■ EXERCISE:
Copy every line of the entries that includes the word "procs".

■ RECORD SET:
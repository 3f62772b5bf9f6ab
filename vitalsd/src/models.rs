//! Snapshot data model
//!
//! A snapshot is the complete sampled state for one timestamp. Each collector
//! family contributes one optional typed fragment; a fragment missing from a
//! tick is `None`, never zero-filled.

use chrono::{DateTime, Utc};
use serde::{Deserialize, Serialize};
use std::collections::BTreeMap;

#[derive(Debug, Clone, Serialize, Deserialize)]
pub struct Snapshot {
    pub timestamp: DateTime<Utc>,
    #[serde(skip_serializing_if = "Option::is_none")]
    pub cpu: Option<CpuMetrics>,
    #[serde(skip_serializing_if = "Option::is_none")]
    pub ram: Option<RamMetrics>,
    #[serde(skip_serializing_if = "Option::is_none")]
    pub gpu: Option<Vec<GpuMetrics>>,
    #[serde(skip_serializing_if = "Option::is_none")]
    pub disk: Option<DiskMetrics>,
    #[serde(skip_serializing_if = "Option::is_none")]
    pub network: Option<NetworkMetrics>,
    #[serde(skip_serializing_if = "Option::is_none")]
    pub processes: Option<Vec<ProcessInfo>>,
    #[serde(skip_serializing_if = "Option::is_none")]
    pub context: Option<SystemContext>,
    pub collection_duration_ms: u32,
    pub collector_errors: BTreeMap<String, String>,
}

impl Snapshot {
    pub fn has_any_fragment(&self) -> bool {
        self.cpu.is_some()
            || self.ram.is_some()
            || self.gpu.is_some()
            || self.disk.is_some()
            || self.network.is_some()
            || self.processes.is_some()
            || self.context.is_some()
    }

    /// Value of a primary metric in this snapshot, if the fragment is present.
    pub fn metric_value(&self, metric: MetricKind) -> Option<f64> {
        match metric {
            MetricKind::CpuPercent => self.cpu.as_ref().map(|c| c.usage_percent),
            MetricKind::RamPercent => self.ram.as_ref().and_then(|r| r.usage_percent),
            MetricKind::GpuPercent => self.gpu.as_ref().and_then(|gpus| {
                if gpus.is_empty() {
                    None
                } else {
                    let sum: f64 = gpus.iter().map(|g| g.usage_percent).sum();
                    Some(sum / gpus.len() as f64)
                }
            }),
            MetricKind::DiskReadMbps => self.disk.as_ref().map(|d| d.read_mbps),
            MetricKind::DiskWriteMbps => self.disk.as_ref().map(|d| d.write_mbps),
            MetricKind::NetDownMbps => self.network.as_ref().map(|n| n.download_mbps),
            MetricKind::NetUpMbps => self.network.as_ref().map(|n| n.upload_mbps),
        }
    }
}

#[derive(Debug, Clone, PartialEq, Serialize, Deserialize)]
pub struct CpuMetrics {
    pub usage_percent: f64,
    pub frequency_mhz: Option<f64>,
    pub per_core_usage: Vec<f64>,
    pub temperature_celsius: Option<f64>,
    pub logical_count: u32,
    pub physical_count: u32,
    pub load_average: Option<[f64; 3]>,
}

#[derive(Debug, Clone, PartialEq, Serialize, Deserialize)]
pub struct RamMetrics {
    pub total_gb: f64,
    pub used_gb: f64,
    pub available_gb: f64,
    pub cached_gb: f64,
    pub swap_total_gb: f64,
    pub swap_used_gb: f64,
    /// Derived from used/total by the normalizer when the platform omits it.
    pub usage_percent: Option<f64>,
}

#[derive(Debug, Clone, PartialEq, Serialize, Deserialize)]
pub struct GpuMetrics {
    pub name: String,
    pub usage_percent: f64,
    pub memory_used_gb: f64,
    pub memory_total_gb: f64,
    pub temperature_celsius: Option<f64>,
    pub fan_rpm: Option<f64>,
    pub power_watts: Option<f64>,
    pub core_clock_mhz: Option<f64>,
    pub memory_clock_mhz: Option<f64>,
}

#[derive(Debug, Clone, PartialEq, Serialize, Deserialize)]
pub struct DiskMetrics {
    pub read_mbps: f64,
    pub write_mbps: f64,
    pub queue_length: f64,
    pub io_ops_per_sec: f64,
    pub disks: Vec<DiskDevice>,
    pub warming_up: bool,
}

#[derive(Debug, Clone, PartialEq, Serialize, Deserialize)]
pub struct DiskDevice {
    pub device: String,
    pub total_gb: f64,
    pub used_gb: f64,
    pub free_gb: f64,
    pub usage_percent: f64,
}

#[derive(Debug, Clone, PartialEq, Serialize, Deserialize)]
pub struct NetworkMetrics {
    pub download_mbps: f64,
    pub upload_mbps: f64,
    pub connections_active: u32,
    pub bytes_sent: u64,
    pub bytes_received: u64,
    pub packets_sent: u64,
    pub packets_received: u64,
    pub errors: u64,
    pub interfaces: Vec<NetworkInterface>,
    pub warming_up: bool,
}

#[derive(Debug, Clone, PartialEq, Serialize, Deserialize)]
pub struct NetworkInterface {
    pub name: String,
    pub speed_mbps: Option<f64>,
    pub is_up: bool,
}

#[derive(Debug, Clone, PartialEq, Serialize, Deserialize)]
pub struct ProcessInfo {
    pub name: String,
    pub pid: u32,
    pub cpu_percent: f64,
    pub memory_mb: f64,
    pub thread_count: u32,
    pub status: String,
    #[serde(skip_serializing_if = "Option::is_none")]
    pub started_at: Option<DateTime<Utc>>,
}

#[derive(Debug, Clone, PartialEq, Serialize, Deserialize)]
pub struct SystemContext {
    pub user_active: bool,
    pub idle_seconds: u64,
    pub screen_locked: bool,
    pub time_of_day: TimeOfDay,
    pub day_of_week: String,
    pub user_action: UserAction,
}

#[derive(Debug, Clone, Copy, PartialEq, Eq, Serialize, Deserialize)]
#[serde(rename_all = "lowercase")]
pub enum TimeOfDay {
    Morning,
    Afternoon,
    Evening,
    Night,
}

impl TimeOfDay {
    pub fn from_hour(hour: u32) -> Self {
        match hour {
            5..=11 => Self::Morning,
            12..=16 => Self::Afternoon,
            17..=20 => Self::Evening,
            _ => Self::Night,
        }
    }
}

#[derive(Debug, Clone, Copy, PartialEq, Eq, Serialize, Deserialize)]
#[serde(rename_all = "lowercase")]
pub enum UserAction {
    Coding,
    Gaming,
    Browsing,
    Streaming,
    Idle,
    Unknown,
}

/// One reading from a sensor bridge collector. Never persisted on its own;
/// the pipeline folds readings into the cpu/gpu fragments of the same tick.
#[derive(Debug, Clone, PartialEq, Serialize, Deserialize)]
pub struct SensorReading {
    pub label: String,
    #[serde(skip_serializing_if = "Option::is_none")]
    pub temperature_celsius: Option<f64>,
    #[serde(skip_serializing_if = "Option::is_none")]
    pub fan_rpm: Option<f64>,
}

/// Typed payload returned by one collector for one tick.
#[derive(Debug, Clone)]
pub enum Fragment {
    Cpu(CpuMetrics),
    Ram(RamMetrics),
    Gpu(Vec<GpuMetrics>),
    Disk(DiskMetrics),
    Network(NetworkMetrics),
    Processes(Vec<ProcessInfo>),
    Context(SystemContext),
    Sensors(Vec<SensorReading>),
}

/// The primary per-metric time series exposed by history/patterns.
#[derive(Debug, Clone, Copy, PartialEq, Eq, Hash, PartialOrd, Ord)]
pub enum MetricKind {
    CpuPercent,
    RamPercent,
    GpuPercent,
    DiskReadMbps,
    DiskWriteMbps,
    NetDownMbps,
    NetUpMbps,
}

impl MetricKind {
    pub const ALL: [MetricKind; 7] = [
        MetricKind::CpuPercent,
        MetricKind::RamPercent,
        MetricKind::GpuPercent,
        MetricKind::DiskReadMbps,
        MetricKind::DiskWriteMbps,
        MetricKind::NetDownMbps,
        MetricKind::NetUpMbps,
    ];

    pub fn as_str(&self) -> &'static str {
        match self {
            Self::CpuPercent => "cpu_percent",
            Self::RamPercent => "ram_percent",
            Self::GpuPercent => "gpu_percent",
            Self::DiskReadMbps => "disk_read_mbps",
            Self::DiskWriteMbps => "disk_write_mbps",
            Self::NetDownMbps => "net_down_mbps",
            Self::NetUpMbps => "net_up_mbps",
        }
    }

    pub fn parse(s: &str) -> Option<Self> {
        Self::ALL.iter().copied().find(|m| m.as_str() == s)
    }
}

impl std::fmt::Display for MetricKind {
    fn fmt(&self, f: &mut std::fmt::Formatter<'_>) -> std::fmt::Result {
        f.write_str(self.as_str())
    }
}

#[derive(Debug, Clone, Copy, PartialEq, Eq, Serialize, Deserialize)]
#[serde(rename_all = "lowercase")]
pub enum Severity {
    Info,
    Warn,
    Critical,
}

impl Severity {
    pub fn as_str(&self) -> &'static str {
        match self {
            Self::Info => "info",
            Self::Warn => "warn",
            Self::Critical => "critical",
        }
    }

    pub fn parse(s: &str) -> Option<Self> {
        match s {
            "info" => Some(Self::Info),
            "warn" => Some(Self::Warn),
            "critical" => Some(Self::Critical),
            _ => None,
        }
    }
}

/// A detected baseline/threshold/spike event. Append-only.
#[derive(Debug, Clone, Serialize, Deserialize)]
pub struct Anomaly {
    #[serde(skip_serializing_if = "Option::is_none")]
    pub id: Option<i64>,
    pub timestamp: DateTime<Utc>,
    pub metric_name: String,
    pub current_value: f64,
    pub expected_value: f64,
    pub deviation_std: f64,
    pub severity: Severity,
    #[serde(rename = "context_json")]
    pub context: serde_json::Value,
}

/// Sort processes for display and storage: cpu descending, ties broken by
/// higher memory, then name ascending.
pub fn sort_processes(processes: &mut [ProcessInfo]) {
    processes.sort_by(|a, b| {
        b.cpu_percent
            .partial_cmp(&a.cpu_percent)
            .unwrap_or(std::cmp::Ordering::Equal)
            .then_with(|| {
                b.memory_mb
                    .partial_cmp(&a.memory_mb)
                    .unwrap_or(std::cmp::Ordering::Equal)
            })
            .then_with(|| a.name.cmp(&b.name))
    });
}

#[cfg(test)]
mod tests {
    use super::*;

    fn proc(name: &str, cpu: f64, mem: f64) -> ProcessInfo {
        ProcessInfo {
            name: name.to_string(),
            pid: 1,
            cpu_percent: cpu,
            memory_mb: mem,
            thread_count: 1,
            status: "running".to_string(),
            started_at: None,
        }
    }

    #[test]
    fn process_ordering_rule() {
        let mut procs = vec![
            proc("b", 10.0, 100.0),
            proc("a", 10.0, 100.0),
            proc("c", 10.0, 200.0),
            proc("d", 50.0, 10.0),
        ];
        sort_processes(&mut procs);
        let names: Vec<&str> = procs.iter().map(|p| p.name.as_str()).collect();
        assert_eq!(names, ["d", "c", "a", "b"]);
    }

    #[test]
    fn time_of_day_buckets() {
        assert_eq!(TimeOfDay::from_hour(6), TimeOfDay::Morning);
        assert_eq!(TimeOfDay::from_hour(12), TimeOfDay::Afternoon);
        assert_eq!(TimeOfDay::from_hour(18), TimeOfDay::Evening);
        assert_eq!(TimeOfDay::from_hour(23), TimeOfDay::Night);
        assert_eq!(TimeOfDay::from_hour(3), TimeOfDay::Night);
    }

    #[test]
    fn metric_kind_round_trips_names() {
        for kind in MetricKind::ALL {
            assert_eq!(MetricKind::parse(kind.as_str()), Some(kind));
        }
        assert_eq!(MetricKind::parse("bogus"), None);
    }

    #[test]
    fn gpu_percent_averages_devices() {
        let snapshot = Snapshot {
            timestamp: Utc::now(),
            cpu: None,
            ram: None,
            gpu: Some(vec![
                GpuMetrics {
                    name: "gpu0".to_string(),
                    usage_percent: 40.0,
                    memory_used_gb: 1.0,
                    memory_total_gb: 8.0,
                    temperature_celsius: None,
                    fan_rpm: None,
                    power_watts: None,
                    core_clock_mhz: None,
                    memory_clock_mhz: None,
                },
                GpuMetrics {
                    name: "gpu1".to_string(),
                    usage_percent: 60.0,
                    memory_used_gb: 1.0,
                    memory_total_gb: 8.0,
                    temperature_celsius: None,
                    fan_rpm: None,
                    power_watts: None,
                    core_clock_mhz: None,
                    memory_clock_mhz: None,
                },
            ]),
            disk: None,
            network: None,
            processes: None,
            context: None,
            collection_duration_ms: 0,
            collector_errors: BTreeMap::new(),
        };
        assert_eq!(snapshot.metric_value(MetricKind::GpuPercent), Some(50.0));
        assert_eq!(snapshot.metric_value(MetricKind::CpuPercent), None);
    }
}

■ TASK OUTPUT:
        let mut procs = vec![
        sort_processes(&mut procs);
        let names: Vec<&str> = procs.iter().map(|p| p.name.as_str()).collect();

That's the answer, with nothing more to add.